Stored data entries
┄┄┄┄┄┄┄┄┄┄
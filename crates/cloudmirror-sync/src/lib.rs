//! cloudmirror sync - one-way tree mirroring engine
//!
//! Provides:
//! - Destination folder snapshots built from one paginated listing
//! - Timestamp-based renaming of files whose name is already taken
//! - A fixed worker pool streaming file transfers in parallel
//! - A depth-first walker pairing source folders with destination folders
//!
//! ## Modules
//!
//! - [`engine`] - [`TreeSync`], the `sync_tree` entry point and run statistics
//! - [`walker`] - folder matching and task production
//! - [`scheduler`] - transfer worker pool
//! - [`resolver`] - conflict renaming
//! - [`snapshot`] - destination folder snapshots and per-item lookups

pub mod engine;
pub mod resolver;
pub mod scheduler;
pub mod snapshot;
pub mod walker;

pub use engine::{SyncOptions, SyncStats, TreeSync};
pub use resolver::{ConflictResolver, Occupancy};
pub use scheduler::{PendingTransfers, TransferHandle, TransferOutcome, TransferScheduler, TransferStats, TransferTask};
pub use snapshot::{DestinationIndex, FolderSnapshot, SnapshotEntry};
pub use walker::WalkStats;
┄┄┄┄┄┄┄┄┄┄
Please make an exact copy of the lines from the one holding "and per-item lookups" through the final line of the records above, nothing more.

//! - [`snapshot`] - destination folder snapshots and per-item lookups

pub mod engine;
pub mod resolver;
pub mod scheduler;
pub mod snapshot;
pub mod walker;

pub use engine::{SyncOptions, SyncStats, TreeSync};
pub use resolver::{ConflictResolver, Occupancy};
pub use scheduler::{PendingTransfers, TransferHandle, TransferOutcome, TransferScheduler, TransferStats, TransferTask};
pub use snapshot::{DestinationIndex, FolderSnapshot, SnapshotEntry};
pub use walker::WalkStats;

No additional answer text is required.